Konkoidal kırılma (deniz kabuğu benzeri kırılma) tipik olarak uygulanan kuvvet yönünde ilerleyen bir dalga veya düzlem olarak tanımlanır. Etkili bir model, gelişmekte olan yonganın sertliğini, kendi kendini düzeltme yoluyla kırılma yörüngesini korumakla ilişkilendirir ve çekiç vuruş açısının çok az etkisi olacağını öngörür.

Buna karşılık, giderek artan deneysel araştırmalar, çekiç açısı değiştiğinde yonga boyutu, şekli ve iç platform açısında sistematik değişiklikler olduğunu bildiriyor. Dik açılı vuruşlar daha büyük ve ağır yongalar üretme eğilimindeyken, daha eğik vuruşlar daha küçük, daha ince formlar veriyor. Bu, yonga özelliklerinin basitçe taşın fiziksel özelliklerinden değil, alet yapıcının kararlarından ve tekniklerinden kaynaklandığını gösteriyor.
Çekiç vuruş açısının hazırlanmış çekirdeklerdeki yonga oluşumunu etkileyip etkilemediğini belirlemek, Neandertal taş ustalarının taş alet üretiminde uyguladıkları kontrol derecesini açıklığa kavuşturabilir.
“Levallois’i Kontrol Etmek: Çekiç Vuruş Açısının Levallois Yonga Morfolojisi ve Kırılma Yörüngesi Üzerindeki Etkisi” başlıklı çalışmalarında, araştırmacılar çekiç açısının Levallois yonga sonuçları üzerindeki etkisini değerlendirmek için kontrollü bir deneysel çalışma yürüttü.
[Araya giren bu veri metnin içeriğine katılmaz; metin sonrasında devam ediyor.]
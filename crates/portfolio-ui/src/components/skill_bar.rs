//! Skill Bar Component
//!
//! Card showing a skill's icon, name and proficiency. Once the card scrolls
//! into view it rises in and its bar fills from zero to the skill level,
//! staggered by list position.

use dioxus::prelude::*;
use portfolio_core::effects::Motion;
use portfolio_core::Skill;

use super::icon::Icon;
use super::reveal::{use_reveal, ITEM_ROOT_MARGIN};

/// Bar fill length in seconds
const FILL_SECS: f32 = 1.2;

/// Inline style for the bar fill
pub fn fill_style(level: u8, revealed: bool, index: usize) -> String {
    let width = if revealed { level.min(100) } else { 0 };
    let delay = Motion::FadeUp.delay_secs(index);
    format!("width: {width}%; transition: width {FILL_SECS:.1}s ease-out {delay:.2}s;")
}

/// Properties for the SkillBar component
#[derive(Clone, PartialEq, Props)]
pub struct SkillBarProps {
    pub skill: Skill,
    /// Position in the skill grid, drives the stagger
    pub index: usize,
    #[props(default = false)]
    pub instant: bool,
}

#[component]
pub fn SkillBar(props: SkillBarProps) -> Element {
    let handle = use_reveal(ITEM_ROOT_MARGIN, props.instant);
    let revealed = handle.is_revealed();
    let card_style = Motion::FadeUp.style(revealed, props.index);
    let skill = &props.skill;

    rsx! {
        div {
            id: handle.dom_id(),
            class: "skill-card glass",
            style: "{card_style}",
            onmounted: move |_| handle.observe(),
            div { class: "skill-header",
                span { class: "skill-icon", Icon { kind: skill.icon } }
                span { class: "skill-name", "{skill.name}" }
                if let Some(level) = skill.level {
                    span { class: "skill-level", "{level}%" }
                }
            }
            if let Some(level) = skill.level {
                div {
                    class: "skill-track",
                    role: "progressbar",
                    "aria-valuemin": "0",
                    "aria-valuemax": "100",
                    "aria-valuenow": "{level}",
                    "aria-label": "{skill.name} proficiency",
                    div {
                        class: "skill-fill",
                        style: fill_style(level, revealed, props.index),
                    }
                }
            }
        }
    }
}

#[cfg(test)]
mod tests {
    use super::*;
    use portfolio_core::Icon as IconKind;

    #[test]
    fn fill_waits_for_reveal() {
        assert!(fill_style(85, false, 0).starts_with("width: 0%;"));
        assert!(fill_style(85, true, 0).starts_with("width: 85%;"));
    }

    #[test]
    fn fill_staggers_by_index() {
        assert_eq!(
            fill_style(50, true, 3),
            "width: 50%; transition: width 1.2s ease-out 0.30s;"
        );
    }

    #[test]
    fn renders_level_and_bar() {
        let html = dioxus_ssr::render_element(rsx! {
            SkillBar { skill: Skill::new("Rust", IconKind::Code, 75), index: 0, instant: true }
        });
        assert!(html.contains("Rust"));
        assert!(html.contains("75%"));
        assert!(html.contains(r#"aria-valuenow="75""#));
    }

    #[test]
    fn unrated_skill_has_no_bar() {
        let html = dioxus_ssr::render_element(rsx! {
            SkillBar { skill: Skill::unrated("Linux", IconKind::Terminal), index: 0 }
        });
        assert!(html.contains("Linux"));
        assert!(!html.contains("skill-track"));
    }
}
//! Routed pages for the portfolio.

mod home;
mod not_found;

pub use home::Home;
pub use not_found::NotFound;
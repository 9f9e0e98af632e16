//! Link Button Components
//!
//! Call-to-action links styled as buttons:
//! - Primary: filled accent background ("Get In Touch", "Say Hello")
//! - Glass: translucent panel ("View Work", résumé download)
//! - Icon: square glass tile holding a single icon (social links)

use dioxus::prelude::*;
use portfolio_core::Icon as IconKind;

use super::icon::Icon;

/// Link button style variants
#[derive(Clone, Copy, PartialEq, Eq, Debug, Default)]
pub enum ButtonVariant {
    /// Filled accent button with hover glow
    #[default]
    Primary,
    /// Translucent glass button
    Glass,
    /// Square icon-only tile
    Icon,
}

impl ButtonVariant {
    /// Returns the CSS class for this variant
    pub fn class(&self) -> &'static str {
        match self {
            ButtonVariant::Primary => "btn-primary",
            ButtonVariant::Glass => "btn-glass",
            ButtonVariant::Icon => "btn-icon",
        }
    }
}

/// Whether a link leaves the page and should open in a new browsing context
pub fn is_external(href: &str) -> bool {
    href.starts_with("http://") || href.starts_with("https://") || href.starts_with("mailto:")
}

/// Properties for the LinkButton component
#[derive(Clone, PartialEq, Props)]
pub struct LinkButtonProps {
    pub href: String,
    /// Visual style variant
    #[props(default)]
    pub variant: ButtonVariant,
    /// Optional leading icon
    #[props(default)]
    pub icon: Option<IconKind>,
    /// Suggested filename; turns the link into a download
    #[props(default)]
    pub download: Option<String>,
    /// Accessible label, needed when the button has no text
    #[props(default)]
    pub aria_label: Option<String>,
    /// Optional additional CSS classes
    #[props(default)]
    pub class: Option<String>,
    pub children: Element,
}

/// Anchor styled as a button.
///
/// External links open in a new browsing context with
/// `rel="noopener noreferrer"`; in-page anchors and downloads stay put.
///
/// # Example
///
/// ```rust,ignore
/// rsx! {
///     LinkButton { href: "#contact", "Get In Touch" }
///     LinkButton {
///         href: "/assets/resume.pdf",
///         variant: ButtonVariant::Glass,
///         download: "Resume.pdf".to_string(),
///         "Résumé"
///     }
/// }
/// ```
#[component]
pub fn LinkButton(props: LinkButtonProps) -> Element {
    let base_class = props.variant.class();
    let extra_class = props.class.as_deref().unwrap_or("");
    let full_class = if extra_class.is_empty() {
        base_class.to_string()
    } else {
        format!("{} {}", base_class, extra_class)
    };
    let external = is_external(&props.href) && props.download.is_none();

    rsx! {
        a {
            class: "{full_class}",
            href: "{props.href}",
            target: if external { "_blank" },
            rel: if external { "noopener noreferrer" },
            download: props.download.clone(),
            "aria-label": props.aria_label.clone(),
            if let Some(icon) = props.icon {
                Icon { kind: icon, size: 18 }
            }
            {props.children}
        }
    }
}

#[cfg(test)]
mod tests {
    use super::*;

    #[test]
    fn button_variant_classes() {
        assert_eq!(ButtonVariant::Primary.class(), "btn-primary");
        assert_eq!(ButtonVariant::Glass.class(), "btn-glass");
        assert_eq!(ButtonVariant::Icon.class(), "btn-icon");
    }

    #[test]
    fn button_variant_default() {
        assert_eq!(ButtonVariant::default(), ButtonVariant::Primary);
    }

    #[test]
    fn external_links() {
        assert!(is_external("https://github.com/someone"));
        assert!(is_external("mailto:someone@example.com"));
        assert!(!is_external("#projects"));
        assert!(!is_external("/assets/resume.pdf"));
    }

    #[test]
    fn renders_external_link_in_new_context() {
        let html = dioxus_ssr::render_element(rsx! {
            LinkButton { href: "https://example.com", "Go" }
        });
        assert!(html.contains(r#"target="_blank""#));
        assert!(html.contains(r#"rel="noopener noreferrer""#));
    }

    #[test]
    fn renders_download_link() {
        let html = dioxus_ssr::render_element(rsx! {
            LinkButton {
                href: "/assets/resume.pdf",
                variant: ButtonVariant::Glass,
                download: "Resume.pdf".to_string(),
                "Résumé"
            }
        });
        assert!(html.contains(r#"download="Resume.pdf""#));
        assert!(!html.contains("_blank"));
        assert!(html.contains("btn-glass"));
    }
}
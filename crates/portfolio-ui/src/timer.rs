//! Platform timer for effect tasks.
//!
//! Effect loops run as scope-owned tasks; awaiting this sleep is their only
//! suspension point. When the owning component unmounts, Dioxus drops the
//! task and the pending sleep with it.

use std::time::Duration;

#[cfg(not(target_arch = "wasm32"))]
pub async fn sleep(duration: Duration) {
    tokio::time::sleep(duration).await;
}

#[cfg(target_arch = "wasm32")]
pub async fn sleep(duration: Duration) {
    gloo::timers::future::sleep(duration).await;
}
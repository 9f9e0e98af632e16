//! Error types for the portfolio content model

use thiserror::Error;

/// Main error type for portfolio content and settings
#[derive(Error, Debug, Clone, PartialEq)]
pub enum PortfolioError {
    /// Skill proficiency outside 0-100
    #[error("Skill '{name}' has level {level}, expected 0-100")]
    InvalidLevel { name: String, level: u8 },

    /// A required text field is blank
    #[error("Empty field: {0}")]
    EmptyField(String),

    /// Two entries of the same list share a key
    #[error("Duplicate {kind}: {key}")]
    DuplicateEntry { kind: &'static str, key: String },

    /// Navigation link pointing at a section the page does not render
    #[error("Nav link '{label}' targets unknown anchor '#{anchor}'")]
    UnknownAnchor { label: String, anchor: String },

    /// Link with a scheme the page does not emit
    #[error("Invalid link for {owner}: {href}")]
    InvalidLink { owner: String, href: String },

    /// Rotating role list is empty
    #[error("Role rotation needs at least one role")]
    NoRoles,

    /// Motion setting outside its accepted range
    #[error("Invalid setting {name}: {reason}")]
    InvalidSetting { name: &'static str, reason: String },
}

/// Result type alias for portfolio operations
pub type Result<T> = std::result::Result<T, PortfolioError>;
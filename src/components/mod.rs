//! Page sections and chrome for the portfolio.
//!
//! Each section reads content and motion settings from context; the
//! reusable effect components live in `portfolio-ui`.

mod about;
mod certifications;
mod contact;
mod footer;
mod hero;
mod nav_bar;
mod projects;
mod scroll_progress;
mod skills;

pub use about::About;
pub use certifications::Certifications;
pub use contact::Contact;
pub use footer::Footer;
pub use hero::Hero;
pub use nav_bar::NavBar;
pub use projects::Projects;
pub use scroll_progress::{use_scroll_tracker, ScrollProgressBar};
pub use skills::Skills;
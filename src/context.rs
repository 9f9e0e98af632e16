//! Context providers for the portfolio page.
//!
//! The content and motion settings are fixed for the lifetime of the page,
//! so they are provided once at the root and read anywhere below it.
//!
//! ## Usage
//!
//! ```ignore
//! // In App component
//! use_context_provider(|| SharedPortfolio::new(Portfolio::default_content()));
//! use_context_provider(get_settings);
//!
//! // In child components
//! let content = use_portfolio();
//! let motion = use_motion();
//! ```

use std::sync::Arc;

use dioxus::prelude::*;
use portfolio_core::{MotionSettings, Portfolio};

/// Shared read-only content.
///
/// Wrapped in Arc so every `use_context` clone is a pointer copy.
pub type SharedPortfolio = Arc<Portfolio>;

/// Page scroll progress in `[0, 1]`
#[derive(Clone, Copy, PartialEq)]
pub struct ScrollProgress(pub Signal<f64>);

/// Get the motion settings for the application.
/// Uses the global settings set from command line args.
pub fn get_settings() -> MotionSettings {
    crate::get_settings()
}

/// Hook to access the page content from context.
pub fn use_portfolio() -> SharedPortfolio {
    use_context::<SharedPortfolio>()
}

/// Hook to access the motion settings from context.
pub fn use_motion() -> MotionSettings {
    use_context::<MotionSettings>()
}

/// Hook to access the scroll progress signal from context.
pub fn use_scroll_progress() -> Signal<f64> {
    use_context::<ScrollProgress>().0
}
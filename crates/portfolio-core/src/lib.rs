//! Portfolio Core Library
//!
//! Content model and effect logic for a single-page developer portfolio.
//!
//! ## Overview
//!
//! The page is built from hand-authored literal data (profile, skills,
//! projects, certifications, links) and a handful of cosmetic effects. This
//! crate holds both halves without any UI dependency:
//!
//! - [`Portfolio`]: the content, plus [`Portfolio::validate`] to check it
//! - [`effects`]: typewriter, role rotation, particle field, reveal latch,
//!   marquee track, motion variants and scroll progress
//! - [`MotionSettings`]: timing knobs shared by the effects
//!
//! ## Quick Start
//!
//! ```
//! use portfolio_core::{Portfolio, effects::Typewriter};
//!
//! let content = Portfolio::default_content();
//! content.validate().unwrap();
//!
//! let mut typewriter = Typewriter::new(content.profile.headline.as_str());
//! while typewriter.advance() {}
//! assert_eq!(typewriter.visible(), content.profile.headline);
//! ```

pub mod content;
pub mod effects;
pub mod error;
pub mod settings;
pub mod types;

// Re-exports
pub use content::{ContentSummary, Portfolio};
pub use error::{PortfolioError, Result};
pub use settings::MotionSettings;
pub use types::{
    Certification, CodeLine, Icon, NavLink, Profile, Project, Resume, Section, Skill, SocialLink,
    Stat,
};
//! Particle Field Component
//!
//! Purely ornamental layer of small dots drifting upward and fading in and
//! out behind the hero. The field is generated once when the component is
//! created and reused on every render, so re-renders never jitter.

use dioxus::prelude::*;
use portfolio_core::effects::{Particle, ParticleField, Viewport};
use portfolio_core::settings::DEFAULT_PARTICLE_COUNT;

/// Properties for the Particles component
#[derive(Clone, PartialEq, Props)]
pub struct ParticlesProps {
    #[props(default = DEFAULT_PARTICLE_COUNT)]
    pub count: usize,
    /// Fixed seed for a reproducible field
    #[props(default)]
    pub seed: Option<u64>,
    #[props(default)]
    pub viewport: Option<Viewport>,
    /// Render particles at rest without animation
    #[props(default = false)]
    pub still: bool,
}

/// Inline style placing one particle and parameterising its loop
pub fn particle_style(particle: &Particle, still: bool) -> String {
    let position = format!(
        "left: {:.1}px; top: {:.1}px; --drift: {:.1}px;",
        particle.x, particle.y, particle.drift
    );
    if still {
        format!("{} opacity: 0.4;", position)
    } else {
        format!(
            "{} animation: particle-float {:.2}s linear {:.2}s infinite;",
            position, particle.duration, particle.delay
        )
    }
}

#[component]
pub fn Particles(props: ParticlesProps) -> Element {
    let count = props.count;
    let seed = props.seed;
    let viewport = props.viewport.unwrap_or_default();
    let field = use_hook(move || ParticleField::generate(count, viewport, seed));
    let still = props.still;

    rsx! {
        div { class: "particle-field", "aria-hidden": "true",
            for (i, particle) in field.particles().iter().enumerate() {
                div {
                    key: "{i}",
                    class: "particle",
                    style: particle_style(particle, still),
                }
            }
        }
    }
}
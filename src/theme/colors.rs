//! Palette values needed outside the stylesheet.

/// Page background `hsl(222 47% 6%)` as RGBA, painted by the desktop
/// window before the first frame
pub const BACKGROUND_RGBA: (u8, u8, u8, u8) = (8, 12, 22, 255);
//! Reusable components for the portfolio page
//!
//! Effect components keep their state in a `portfolio-core` state machine;
//! colours, fonts and keyframes come from the application stylesheet.

mod button;
mod dot_grid;
mod icon;
mod marquee;
mod particle_field;
mod reveal;
mod rotating_text;
mod section_heading;
mod skill_bar;
mod status_badge;
mod tech_tags;
mod typing_text;

#[cfg(test)]
pub(crate) mod test_support;

pub use button::*;
pub use dot_grid::*;
pub use icon::*;
pub use marquee::*;
pub use particle_field::*;
pub use reveal::*;
pub use rotating_text::*;
pub use section_heading::*;
pub use skill_bar::*;
pub use status_badge::*;
pub use tech_tags::*;
pub use typing_text::*;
Gerçek Levallois taş çekirdeklerinin morfolojisini taklit eden standartlaştırılmış soda-kireç camı çekirdeklerinden toplam 20 yonga üretildi. Soda-kireç camı homojen yapısı, hazırlanmasının uygun maliyetli olması ve yaygın taş alet hammaddelerine benzer şekilde konkoidal kırılması nedeniyle seçildi. Çekirdek tasarımı, deneysel olarak yongalanmış bir örnekten türetildi ve kontrollü ve tekrarlanabilir koşullar altında arkeolojik olarak gerçekçi Levallois çekirdekleri üretmek için dört eksenli otomatik bir freze makinesi kullanılarak çoğaltıldı.
Kontrollü çekiç darbeleri, platform derinliği ve uygulanan kuvvet de ölçülürken üç vuruş açısında (0°, 10° ve 20°) uygulandı. Tutarlılık sağlamak için platform yüzeyleri elmas bir testere kullanılarak 75° ±1° olarak ayarlandı. Her çekirdek özel bir 3D baskılı tutucuya monte edildi ve pnömatik bir sistem tarafından güçlendirilen eğimli bir çelik çekiç ucu tarafından vuruldu.
Ölçümler yonga ağırlığı, boyutları, kırılma yörüngesi ve kopma kuvvetini içeriyordu. Analiz, vuruş açısı, platform değişkenleri ve yonga morfolojisi arasındaki ilişkileri incelemek için 3D tarama, kesit profili oluşturma ve genel doğrusal modellemeye dayandı.
Daha düşük vuruş açılarında üretilen yongalar, daha eğik açılarda üretilenlerden tutarlı bir şekilde daha büyük, daha ağır ve daha kalındı. 0° açıda, yongalar 107° ile 116° (medyan = 116°) arasında kırılma yörüngesi açılarına ulaştı. 10° açıda açılar 105° ile 112° (medyan = 109°) arasında, 20° açıda ise 102° ile 106° (medyan = 103°) arasında değişti. Kırılma yörüngesi açısının yonga uzunluğu ile pozitif korelasyon gösterdiği bulundu.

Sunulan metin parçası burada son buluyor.